Why are serializing instructions inherently pipeline-unfriendly?
On this other answer [ Deoptimizing a program for the pipeline in Intel Sandybridge-family CPUs ] was stated this:
Time each iteration independently, with something even heavier than RDTSC. e.g. CPUID / RDTSC or a time function that makes a system call. Serializing instructions are inherently pipeline-unfriendly.

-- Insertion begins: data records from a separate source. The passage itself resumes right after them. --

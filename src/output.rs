//! Shared output formatting for taskman CLI commands.

use serde::Serialize;

use crate::error::{Error, Result};
use crate::task::Task;

pub const SCHEMA_VERSION: &str = "taskman.v1";

/// Global flags that consume the following argument
const VALUE_FLAGS: [&str; 2] = ["--file", "--config"];

#[derive(Debug, Clone, Copy)]
pub struct OutputOptions {
    pub json: bool,
    pub quiet: bool,
}

#[derive(Debug, Clone)]
pub struct HumanOutput {
    header: String,
    summary: Vec<(String, String)>,
    details: Vec<String>,
    warnings: Vec<String>,
    next_steps: Vec<String>,
}

impl HumanOutput {
    pub fn new(header: impl Into<String>) -> Self {
        Self {
            header: header.into(),
            summary: Vec::new(),
            details: Vec::new(),
            warnings: Vec::new(),
            next_steps: Vec::new(),
        }
    }

    pub fn push_summary(&mut self, key: impl Into<String>, value: impl Into<String>) {
        self.summary.push((key.into(), value.into()));
    }

    pub fn push_detail(&mut self, value: impl Into<String>) {
        self.details.push(value.into());
    }

    pub fn push_warning(&mut self, value: impl Into<String>) {
        self.warnings.push(value.into());
    }

    pub fn push_next_step(&mut self, value: impl Into<String>) {
        self.next_steps.push(value.into());
    }

    pub fn extend_warnings(&mut self, values: impl IntoIterator<Item = String>) {
        self.warnings.extend(values);
    }
}

pub fn emit_success<T: Serialize>(
    options: OutputOptions,
    command: &str,
    data: &T,
    human: Option<&HumanOutput>,
) -> Result<()> {
    if options.json {
        let warnings = human.map(|h| h.warnings.clone()).unwrap_or_default();
        let next_steps = human.map(|h| h.next_steps.clone()).unwrap_or_default();

        #[derive(Serialize)]
        struct Envelope<'a, T: Serialize> {
            schema_version: &'static str,
            command: &'a str,
            status: &'static str,
            data: &'a T,
            #[serde(skip_serializing_if = "Vec::is_empty")]
            warnings: Vec<String>,
            #[serde(skip_serializing_if = "Vec::is_empty")]
            next_steps: Vec<String>,
        }

        let payload = Envelope {
            schema_version: SCHEMA_VERSION,
            command,
            status: "success",
            data,
            warnings,
            next_steps,
        };

        println!("{}", serde_json::to_string_pretty(&payload)?);
        return Ok(());
    }

    if options.quiet {
        return Ok(());
    }

    if let Some(human) = human {
        println!("{}", format_human(human));
    }

    Ok(())
}

pub fn emit_error(command: &str, err: &Error, json: bool) -> Result<()> {
    let next_steps = error_next_steps(err);
    let hint = next_steps.first().map(|step| step.as_str());
    if json {
        #[derive(Serialize)]
        struct ErrorBody<'a> {
            message: &'a str,
            code: i32,
            kind: &'static str,
            #[serde(skip_serializing_if = "Option::is_none")]
            details: Option<serde_json::Value>,
        }

        #[derive(Serialize)]
        struct Envelope<'a> {
            schema_version: &'static str,
            command: &'a str,
            status: &'static str,
            error: ErrorBody<'a>,
            #[serde(skip_serializing_if = "Vec::is_empty")]
            next_steps: Vec<String>,
        }

        let payload = Envelope {
            schema_version: SCHEMA_VERSION,
            command,
            status: "error",
            error: ErrorBody {
                message: &err.to_string(),
                code: err.exit_code(),
                kind: err.kind(),
                details: err.details(),
            },
            next_steps,
        };

        println!("{}", serde_json::to_string_pretty(&payload)?);
        return Ok(());
    }

    eprintln!("error: {err}");
    if let Some(hint) = hint {
        eprintln!("hint: {hint}");
    }
    Ok(())
}

pub fn format_human(output: &HumanOutput) -> String {
    let mut lines = Vec::new();
    lines.push(output.header.clone());

    push_summary(&mut lines, &output.summary);
    push_section(&mut lines, "Details", &output.details);
    push_section(&mut lines, "Warnings", &output.warnings);
    push_section(&mut lines, "Next steps", &output.next_steps);

    lines.join("\n")
}

/// Numbered task lines, e.g. `1. Pay rent | landlord (Priority: High, Due: 2025-01-05)`
pub fn format_task_lines<'a>(tasks: impl IntoIterator<Item = &'a Task>) -> Vec<String> {
    tasks
        .into_iter()
        .enumerate()
        .map(|(idx, task)| format!("{}. {}", idx + 1, task))
        .collect()
}

pub fn infer_command_name_from_args() -> String {
    infer_command_name(std::env::args().skip(1))
}

fn infer_command_name(args: impl IntoIterator<Item = String>) -> String {
    let mut args = args.into_iter();
    while let Some(arg) = args.next() {
        if VALUE_FLAGS.contains(&arg.as_str()) {
            args.next();
            continue;
        }
        if arg.starts_with('-') {
            continue;
        }
        return arg;
    }
    "taskman".to_string()
}

fn error_next_steps(err: &Error) -> Vec<String> {
    match err {
        Error::DuplicateName(name) => {
            vec![format!("taskman update \"{name}\" --description \"...\"")]
        }
        Error::NotFound(name) => vec![format!("taskman list --name \"{name}\"")],
        Error::Validation(_) => {
            vec!["priority is High|Medium|Low; due date is YYYY-MM-DD".to_string()]
        }
        Error::CorruptStore { path, .. } => {
            vec![format!("fix or move {} then retry", path.display())]
        }
        Error::InvalidConfig(_) => vec!["fix taskman.toml then retry".to_string()],
        Error::LockFailed(_) => vec!["another taskman is saving; retry shortly".to_string()],
        _ => Vec::new(),
    }
}

fn push_summary(lines: &mut Vec<String>, summary: &[(String, String)]) {
    if summary.is_empty() {
        return;
    }

    lines.push(String::new());
    lines.push("Summary:".to_string());
    for (key, value) in summary {
        if value.is_empty() {
            lines.push(format!("- {key}"));
        } else {
            lines.push(format!("- {key}: {value}"));
        }
    }
}

fn push_section(lines: &mut Vec<String>, title: &str, items: &[String]) {
    if items.is_empty() {
        return;
    }

    lines.push(String::new());
    lines.push(format!("{title}:"));
    for item in items {
        lines.push(format!("- {item}"));
    }
}

#[cfg(test)]
mod tests {
    use super::*;

    fn args(values: &[&str]) -> Vec<String> {
        values.iter().map(|value| value.to_string()).collect()
    }

    #[test]
    fn command_name_skips_flag_values() {
        assert_eq!(
            infer_command_name(args(&["--file", "todo.json", "--json", "add", "x"])),
            "add"
        );
        assert_eq!(infer_command_name(args(&["-q", "list"])), "list");
        assert_eq!(infer_command_name(args(&["--json"])), "taskman");
    }

    #[test]
    fn task_lines_are_numbered() {
        let tasks = vec![
            Task::new("Pay rent", "", "High", "2025-01-05").unwrap(),
            Task::new("Laundry", "whites", "Low", "2025-01-07").unwrap(),
        ];
        let lines = format_task_lines(&tasks);
        assert_eq!(
            lines,
            vec![
                "1. Pay rent |  (Priority: High, Due: 2025-01-05)".to_string(),
                "2. Laundry | whites (Priority: Low, Due: 2025-01-07)".to_string(),
            ]
        );
    }
}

I think it should be the opposite. Serialized instructions are very good for pipe line. For example,
sum = 5 * sum;
sum = 5 * sum;
sum = 5 * sum;
sum = 5 * sum;
sum = 5 * sum;
sum = 5 * sum;
sum = 5 * sum;
Assembly by g++ main.cpp -S
addl %edx, %eax
movl %eax, -4(%rbp)
movl -4(%rbp), %edx
movl %edx, %eax
sall $2, %eax
addl %edx, %eax
movl %eax, -4(%rbp)
movl -4(%rbp), %edx
movl %edx, %eax
sall $2, %eax
addl %edx, %eax
movl %eax, -4(%rbp)
movl -4(%rbp), %edx
movl %edx, %eax
sall $2, %eax
addl %edx, %eax
movl %eax, -4(%rbp)
movl -4(%rbp), %edx
movl %edx, %eax
sall $2, %eax
addl %edx, %eax
movl %eax, -4(%rbp)
movl -4(%rbp), %edx
movl %edx, %eax
sall $2, %eax
addl %edx, %eax
movl %eax, -4(%rbp)
movl -4(%rbp), %edx
movl %edx, %eax
sall $2, %eax
addl %edx, %eax
Is much better for pipe line, instead of:
for( int i = 0; i < 7; i++ )
{
sum = 5 * sum;
}
sum = sum + 5;
Assembly by g++ main.cpp -S
movl $0, -4(%rbp)
movl $0, -8(%rbp)
.L3:
cmpl $6, -8(%rbp)
jg .L2
movl -4(%rbp), %edx
movl %edx, %eax
sall $2, %eax
addl %edx, %eax
movl %eax, -4(%rbp)
addl $1, -8(%rbp)
jmp .L3
.L2:
addl $5, -4(%rbp)
movl $0, %eax
addq $48, %rsp
popq %rbp
Because each time the loop goes:
- Is need to perform a
if( i < 7 )
- Adding branch prediction, for the above loop we could assume the first time the prediction will fail
- The instruction
sum = sum + 5
will be discarded. - And the next time the pipe line will do
sum = 5 * sum
, - Until the condition
if( i < 7 )
fail, - Then the
sum = 5 * sum
will be discarded - And
sum = sum + 5
will be finally processed.